- _TASK PROMPT_: Search the lines of the records for the word "else", and copy every line that has it.

(PROVIDED MATERIAL)

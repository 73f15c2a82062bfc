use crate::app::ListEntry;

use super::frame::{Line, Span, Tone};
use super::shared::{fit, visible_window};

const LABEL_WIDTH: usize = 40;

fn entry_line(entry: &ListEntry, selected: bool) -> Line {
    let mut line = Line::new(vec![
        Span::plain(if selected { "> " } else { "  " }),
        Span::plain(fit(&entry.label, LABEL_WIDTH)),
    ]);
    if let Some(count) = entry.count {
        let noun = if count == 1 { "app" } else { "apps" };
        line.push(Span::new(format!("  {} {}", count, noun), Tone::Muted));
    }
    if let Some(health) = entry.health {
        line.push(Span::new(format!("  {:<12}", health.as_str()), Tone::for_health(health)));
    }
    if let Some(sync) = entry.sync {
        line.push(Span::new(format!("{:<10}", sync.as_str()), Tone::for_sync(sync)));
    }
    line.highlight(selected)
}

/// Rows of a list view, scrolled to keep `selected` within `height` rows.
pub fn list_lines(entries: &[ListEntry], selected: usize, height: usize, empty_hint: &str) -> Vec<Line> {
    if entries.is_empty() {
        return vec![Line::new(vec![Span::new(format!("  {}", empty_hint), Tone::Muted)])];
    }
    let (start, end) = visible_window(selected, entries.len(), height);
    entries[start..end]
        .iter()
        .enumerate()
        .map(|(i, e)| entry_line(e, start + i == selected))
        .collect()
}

(End PROVIDED MATERIAL)
(PROVIDED MATERIAL)

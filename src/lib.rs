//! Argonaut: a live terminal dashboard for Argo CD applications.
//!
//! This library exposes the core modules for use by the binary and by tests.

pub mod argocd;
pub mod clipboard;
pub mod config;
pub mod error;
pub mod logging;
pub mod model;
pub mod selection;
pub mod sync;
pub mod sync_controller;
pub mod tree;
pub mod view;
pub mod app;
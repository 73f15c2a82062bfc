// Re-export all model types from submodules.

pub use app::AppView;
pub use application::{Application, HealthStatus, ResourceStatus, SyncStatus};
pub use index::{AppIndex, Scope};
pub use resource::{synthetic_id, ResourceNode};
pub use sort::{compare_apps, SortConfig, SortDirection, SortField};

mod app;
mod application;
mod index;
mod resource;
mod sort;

(End PROVIDED MATERIAL)

- _ANSWER TO THE EXERCISE_:
        Span::plain(if selected { "> " } else { "  " }),
        let noun = if count == 1 { "app" } else { "apps" };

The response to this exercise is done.